In an increasingly unstable global financial environment, investors are rightly asking: where can capital truly be safe? For decades, conventional safe havens—U.S. Treasurys, the U.S. dollar, and gold—have acted as portfolio insurance in times of equity market distress. But the post-pandemic world, with its inflation volatility, geopolitical fractures, and extreme fiscal policy experimentation, has changed the playbook.
Below, I break down how each of these so-called "safe" assets are evolving—and what I believe is the more prudent strategic posture for investors going forward.
Treasurys: From “Risk-Off” Hero to Inflation Casualty
In the past, Treasurys were a near-perfect hedge: when risk assets sold off, Treasury prices climbed, aided by falling yields and flight-to-safety buying. From the late 1990s through 2019, the U.S. bond market had its cake and ate it—delivering both real returns and diversification.
But inflation has disrupted that dynamic. Today, a 10-year Treasury yield of ~4.3% (as of March 2025) may look attractive in nominal terms, but it's far from "risk-free" in real terms if inflation persists above 3%. Worse, when inflation surprises to the upside—as it did throughout 2022–23—both bonds and stocks can fall simultaneously. That rare, painful correlation breakdown was a warning shot for anyone assuming Treasurys still behave as they did pre-COVID.
My view: Treasurys still have a role as short-term crisis buffers (e.g. in a deflationary panic), but they’re no longer reliable as long-term portfolio stabilisers. I currently favour shorter-duration government debt and inflation-linked bonds (TIPS or gilts) to reduce duration risk while retaining flexibility.
The U.S. Dollar: Still Dominant—But Vulnerable
The dollar’s “smile” theory—rising in both boom times (capital chasing returns) and bust times (flight to safety)—has held for years. But that narrative is showing cracks.
At the start of 2025, the U.S. dollar hit its strongest level in real terms since the 1985 Plaza Accord, largely driven by foreign capital inflows into U.S. Big Tech and AI stocks. The catch? That positioning is now extremely crowded. Should the U.S. economy stumble or rates fall more aggressively than expected, a rush to the exit could drive an unwelcome dollar slide.
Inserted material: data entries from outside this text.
//! Polynomial helpers (coefficients ordered highest power first)

use num_complex::Complex64;

/// Build the monic polynomial whose zeros are `roots`
///
/// Returns `len(roots) + 1` complex coefficients, highest power first.
/// An empty root list gives the constant polynomial `[1]`.
pub fn poly_from_roots(roots: &[Complex64]) -> Vec<Complex64> {
    let mut coeffs = Vec::with_capacity(roots.len() + 1);
    coeffs.push(Complex64::new(1.0, 0.0));

    // Multiply by (x - r) for each root
    for &r in roots {
        coeffs.push(Complex64::new(0.0, 0.0));
        for i in (1..coeffs.len()).rev() {
            let prev = coeffs[i - 1];
            coeffs[i] -= r * prev;
        }
    }

    coeffs
}

/// Split complex coefficients into real parts and the largest imaginary part
pub fn split_real(coeffs: &[Complex64]) -> (Vec<f64>, f64) {
    let residue = coeffs.iter().map(|c| c.im.abs()).fold(0.0, f64::max);
    (coeffs.iter().map(|c| c.re).collect(), residue)
}

/// Evaluate a real polynomial at a complex point (Horner's scheme)
#[inline]
pub fn polyval(coeffs: &[f64], x: Complex64) -> Complex64 {
    coeffs
        .iter()
        .fold(Complex64::new(0.0, 0.0), |acc, &c| acc * x + c)
}

/// Multiply two real polynomials
pub fn poly_mul(a: &[f64], b: &[f64]) -> Vec<f64> {
    if a.is_empty() || b.is_empty() {
        return Vec::new();
    }
    let mut out = vec![0.0; a.len() + b.len() - 1];
    for (i, &x) in a.iter().enumerate() {
        for (j, &y) in b.iter().enumerate() {
            out[i + j] += x * y;
        }
    }
    out
}

/// Real factor of a root: `x - r` for a real root, `x^2 - 2 Re(z) x + |z|^2`
/// for the pair `{z, conj(z)}`
pub fn real_factor(z: Complex64, paired: bool) -> Vec<f64> {
    if paired {
        vec![1.0, -2.0 * z.re, z.norm_sqr()]
    } else {
        vec![1.0, -z.re]
    }
}

#[cfg(test)]
mod tests {
    use super::*;

    #[test]
    fn test_poly_from_no_roots() {
        let p = poly_from_roots(&[]);
        assert_eq!(p, vec![Complex64::new(1.0, 0.0)]);
    }

    #[test]
    fn test_poly_from_real_roots() {
        // (x - 1)(x - 2) = x^2 - 3x + 2
        let p = poly_from_roots(&[Complex64::new(1.0, 0.0), Complex64::new(2.0, 0.0)]);
        let (re, residue) = split_real(&p);

        assert_eq!(residue, 0.0);
        assert!((re[0] - 1.0).abs() < 1e-12);
        assert!((re[1] + 3.0).abs() < 1e-12);
        assert!((re[2] - 2.0).abs() < 1e-12);
    }

    #[test]
    fn test_poly_from_conjugate_pair_is_real() {
        // (x - (1+2j))(x - (1-2j)) = x^2 - 2x + 5
        let p = poly_from_roots(&[Complex64::new(1.0, 2.0), Complex64::new(1.0, -2.0)]);
        let (re, residue) = split_real(&p);

        assert!(residue < 1e-12);
        assert!((re[1] + 2.0).abs() < 1e-12);
        assert!((re[2] - 5.0).abs() < 1e-12);
    }

    #[test]
    fn test_real_factors_match_complex_expansion() {
        let z = Complex64::new(0.3, 0.9);
        let pair = poly_mul(&real_factor(z, true), &real_factor(Complex64::new(-2.0, 0.0), false));
        let (expanded, _) = split_real(&poly_from_roots(&[z, z.conj(), Complex64::new(-2.0, 0.0)]));

        assert_eq!(pair.len(), 4);
        for (a, b) in pair.iter().zip(expanded.iter()) {
            assert!((a - b).abs() < 1e-12);
        }
    }

    #[test]
    fn test_polyval_horner() {
        // x^2 - 3x + 2 at x = j  ->  -1 - 3j + 2 = 1 - 3j
        let v = polyval(&[1.0, -3.0, 2.0], Complex64::new(0.0, 1.0));
        assert!((v - Complex64::new(1.0, -3.0)).norm() < 1e-12);
    }
}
What complicates matters further is political risk. With a potential Trump presidency on the horizon, "America First" rhetoric and hints at a new “Mar-a-Lago Accord” aimed at discouraging dollar hoarding could damage the greenback's safe-haven reputation. The implicit threat of financial weaponisation—already seen with Russian reserves in 2022—may accelerate central bank diversification away from the dollar.
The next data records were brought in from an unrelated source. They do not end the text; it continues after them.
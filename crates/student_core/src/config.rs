//! Runtime configuration for embedding the student core.
//!
//! # Responsibility
//! - Collect database location and logging settings in one value.
//! - Fill unset values from `STUDENT_*` environment variables.
//!
//! # Invariants
//! - A validated config never carries a relative `log_dir`.
//! - `log_level` is always one of `trace|debug|info|warn|error` after
//!   validation.

use crate::logging::{default_log_level, normalize_level};
use std::error::Error;
use std::fmt::{Display, Formatter};
use std::path::PathBuf;

pub const ENV_DB_PATH: &str = "STUDENT_DB_PATH";
pub const ENV_LOG_LEVEL: &str = "STUDENT_LOG_LEVEL";
pub const ENV_LOG_DIR: &str = "STUDENT_LOG_DIR";

/// Configuration error raised by [`CoreConfig::validate`].
#[derive(Debug, Clone, PartialEq, Eq)]
pub enum ConfigError {
    InvalidLogLevel(String),
    RelativeLogDir(PathBuf),
    EmptyDbPath,
}

impl Display for ConfigError {
    fn fmt(&self, f: &mut Formatter<'_>) -> std::fmt::Result {
        match self {
            Self::InvalidLogLevel(level) => write!(
                f,
                "unsupported log level `{level}`; expected trace|debug|info|warn|error"
            ),
            Self::RelativeLogDir(path) => {
                write!(f, "log_dir must be an absolute path, got `{}`", path.display())
            }
            Self::EmptyDbPath => write!(f, "db_path cannot be empty"),
        }
    }
}

impl Error for ConfigError {}

/// Core runtime settings.
#[derive(Debug, Clone, PartialEq, Eq)]
pub struct CoreConfig {
    /// SQLite file path. `None` selects an in-memory database.
    pub db_path: Option<PathBuf>,
    pub log_level: String,
    /// Rolling log directory. `None` disables file logging.
    pub log_dir: Option<PathBuf>,
}

impl Default for CoreConfig {
    fn default() -> Self {
        Self {
            db_path: None,
            log_level: default_log_level().to_string(),
            log_dir: None,
        }
    }
}

impl CoreConfig {
    /// Builds a config from defaults overlaid with `STUDENT_*` variables.
    pub fn from_env() -> Self {
        let mut config = Self::default();
        config.apply_env(|key| std::env::var(key).ok());
        config
    }

    /// Overlays values returned by `lookup` onto unset or default fields.
    ///
    /// Blank values are ignored.
    pub fn apply_env<F>(&mut self, lookup: F)
    where
        F: Fn(&str) -> Option<String>,
    {
        let read = |key: &str| lookup(key).filter(|value| !value.trim().is_empty());

        if let Some(path) = read(ENV_DB_PATH) {
            self.db_path = Some(PathBuf::from(path.trim()));
        }
        if let Some(level) = read(ENV_LOG_LEVEL) {
            self.log_level = level.trim().to_string();
        }
        if let Some(dir) = read(ENV_LOG_DIR) {
            self.log_dir = Some(PathBuf::from(dir.trim()));
        }
    }

    /// Normalizes the log level in place and checks path constraints.
    pub fn validate(&mut self) -> Result<(), ConfigError> {
        let level = normalize_level(&self.log_level)
            .map_err(|_| ConfigError::InvalidLogLevel(self.log_level.clone()))?;
        self.log_level = level.to_string();

        if let Some(path) = &self.db_path {
            if path.as_os_str().is_empty() {
                return Err(ConfigError::EmptyDbPath);
            }
        }
        if let Some(dir) = &self.log_dir {
            if !dir.is_absolute() {
                return Err(ConfigError::RelativeLogDir(dir.clone()));
            }
        }
        Ok(())
    }
}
My view: The dollar remains structurally strong in the short term, but overly reliant on external capital. I’d underweight USD in long-term strategic allocations, and consider gaining currency diversification through selective EM or G10 FX exposure.
Gold: The Inflation Hedge Back in Fashion
Gold has exploded higher—up over 50% in the past 12 months, recently breaching $3,100/oz, an all-time high. Much of this rally is driven by central bank buying (especially China), geopolitical tension, and doubts about the U.S.’s fiscal sustainability. It is also a hedge against the perceived politicisation of the dollar.
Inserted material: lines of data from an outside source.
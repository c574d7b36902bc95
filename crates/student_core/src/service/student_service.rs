//! Student use-case service.
//!
//! # Responsibility
//! - Provide the CRUD, score and lookup entry points for core callers.
//! - Convert between the persisted `Student` and transfer shapes.
//!
//! # Invariants
//! - An id that already exists is never overwritten by `add_student`; the
//!   duplicate is reported as `Ok(false)` and nothing is written.
//! - Every id-addressed operation fails with `NotFound` for an absent id.
//! - Store errors are wrapped in `Repo` unchanged and never retried.
//! - Each call performs at most one read and one write; nothing is cached.

use crate::model::student::{Student, StudentId};
use crate::repo::student_repo::{RepoError, StudentRepository};
use crate::service::dto::{NewStudent, ScoreInput, StudentPatch, StudentView};
use log::{debug, info};
use std::collections::BTreeSet;
use std::error::Error;
use std::fmt::{Display, Formatter};

pub type ServiceResult<T> = Result<T, StudentServiceError>;

/// Service error for student use-cases.
#[derive(Debug)]
pub enum StudentServiceError {
    /// No record exists under the addressed id.
    NotFound(StudentId),
    /// Store failure, passed through uninterpreted.
    Repo(RepoError),
}

impl Display for StudentServiceError {
    fn fmt(&self, f: &mut Formatter<'_>) -> std::fmt::Result {
        match self {
            Self::NotFound(id) => write!(f, "student not found: {id}"),
            Self::Repo(err) => write!(f, "{err}"),
        }
    }
}

impl Error for StudentServiceError {
    fn source(&self) -> Option<&(dyn Error + 'static)> {
        match self {
            Self::NotFound(_) => None,
            Self::Repo(err) => Some(err),
        }
    }
}

impl From<RepoError> for StudentServiceError {
    fn from(value: RepoError) -> Self {
        Self::Repo(value)
    }
}

/// Student service facade over a record store.
pub struct StudentService<R: StudentRepository> {
    repo: R,
}

impl<R: StudentRepository> StudentService<R> {
    /// Creates a service using the provided repository implementation.
    pub fn new(repo: R) -> Self {
        Self { repo }
    }

    /// Creates a student with an empty score map.
    ///
    /// Returns `Ok(false)` without writing when the id is taken. The final
    /// write is the store's conditional insert, so a concurrent creator that
    /// wins the race also yields `Ok(false)` here.
    pub fn add_student(&self, input: &NewStudent) -> ServiceResult<bool> {
        if self.repo.exists_by_id(input.id)? {
            info!(
                "event=student_add module=service status=duplicate id={}",
                input.id
            );
            return Ok(false);
        }

        let inserted = self.repo.insert(&Student::from(input))?;
        info!(
            "event=student_add module=service status={} id={}",
            if inserted { "ok" } else { "duplicate" },
            input.id
        );
        Ok(inserted)
    }

    /// Returns the public view of one student.
    pub fn find_student(&self, id: StudentId) -> ServiceResult<StudentView> {
        self.load(id).map(StudentView::from)
    }

    /// Deletes a student and returns the view it had right before deletion.
    pub fn remove_student(&self, id: StudentId) -> ServiceResult<StudentView> {
        let view = self.find_student(id)?;
        self.repo.delete_by_id(id)?;
        info!("event=student_remove module=service status=ok id={id}");
        Ok(view)
    }

    /// Applies `patch` to name/password and persists the result.
    ///
    /// Returns the creation-shape projection of the updated record.
    pub fn update_student(&self, id: StudentId, patch: &StudentPatch) -> ServiceResult<NewStudent> {
        let mut student = self.load(id)?;
        patch.apply_to(&mut student);
        self.repo.save(&student)?;
        info!(
            "event=student_update module=service status=ok id={id} name_changed={} password_changed={}",
            patch.name.is_some(),
            patch.password.is_some()
        );
        Ok(NewStudent::from(&student))
    }

    /// Records a score, overwriting any entry for the same exam (ignoring case).
    ///
    /// Returns `true` when the exam had no previous entry, `false` when an
    /// existing entry was overwritten.
    pub fn add_score(&self, id: StudentId, input: &ScoreInput) -> ServiceResult<bool> {
        let mut student = self.load(id)?;
        let is_new = student.add_score(input.exam_name.clone(), input.score);
        self.repo.save(&student)?;
        info!(
            "event=score_add module=service status=ok id={id} exam={} new_exam={is_new}",
            input.exam_name
        );
        Ok(is_new)
    }

    /// Students whose name equals `name` ignoring case, in store order.
    pub fn find_students_by_name(&self, name: &str) -> ServiceResult<Vec<StudentView>> {
        let found = self.repo.find_by_name_ignore_case(name)?;
        debug!(
            "event=student_find_by_name module=service status=ok hits={}",
            found.len()
        );
        Ok(found.into_iter().map(StudentView::from).collect())
    }

    /// Number of students whose name equals any member of `names`, ignoring case.
    pub fn get_students_quantity_by_names(&self, names: &BTreeSet<String>) -> ServiceResult<u64> {
        let count = self.repo.count_by_name_in(names)?;
        debug!(
            "event=student_count_by_names module=service status=ok names={} count={count}",
            names.len()
        );
        Ok(count)
    }

    /// Students with a score for `exam` (ignoring case) of at least `min_score`.
    pub fn find_students_by_exam_min_score(
        &self,
        exam: &str,
        min_score: i32,
    ) -> ServiceResult<Vec<StudentView>> {
        let found = self.repo.find_by_exam_min_score(exam, min_score)?;
        debug!(
            "event=student_find_by_min_score module=service status=ok exam={exam} min_score={min_score} hits={}",
            found.len()
        );
        Ok(found.into_iter().map(StudentView::from).collect())
    }

    fn load(&self, id: StudentId) -> ServiceResult<Student> {
        self.repo.find_by_id(id)?.ok_or_else(|| {
            debug!("event=student_load module=service status=not_found id={id}");
            StudentServiceError::NotFound(id)
        })
    }
}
Gold, unlike fiat or debt-based assets, is no one’s liability. That makes it appealing in a world of weaponised currencies and rising sovereign risk. But here’s the rub: gold tends to perform poorly in the acute phase of a crisis, when investors liquidate to cover margin calls—as seen during the 2008 GFC and March 2020.
My view: Gold is the most compelling long-term hedge among traditional safe assets today, especially if inflation expectations remain unstable. However, I treat it as volatility insurance rather than a yield generator. A 5–10% portfolio allocation (held via ETFs or physical bullion) strikes the right balance.
Cash: Yielding Again, But Timing Dependent
With UK and U.S. base rates still above 4.5%, cash is once again offering real returns for the first time in over a decade. But cash is not a hedge—it preserves nominal value, not purchasing power, and delivers no upside in crisis conditions.
My view: Maintain a slightly elevated cash position to exploit future dislocations. But be wary of over-allocation—it’s a timing instrument, not a long-term solution.
Final Thoughts: Rethinking Portfolio Insurance
In this new macro regime, knowing who else owns the so-called “safe” assets is as important as knowing why you own them. When positioning gets crowded, even high-quality assets can fall victim to forced selling.
My approach:
Moderate gold allocation as an inflation and tail-risk hedge.
Hold shorter-duration government bonds and cash for flexibility.
Reduce reliance on the U.S. dollar and diversify currency exposure.
Use market pullbacks to selectively build positions in real assets and infrastructure, which offer long-term inflation protection.
The era of “free hedging” via bonds or the dollar is over. We’re in a new environment—one where safety comes at a cost, and where portfolio protection requires active management, not passive assumptions.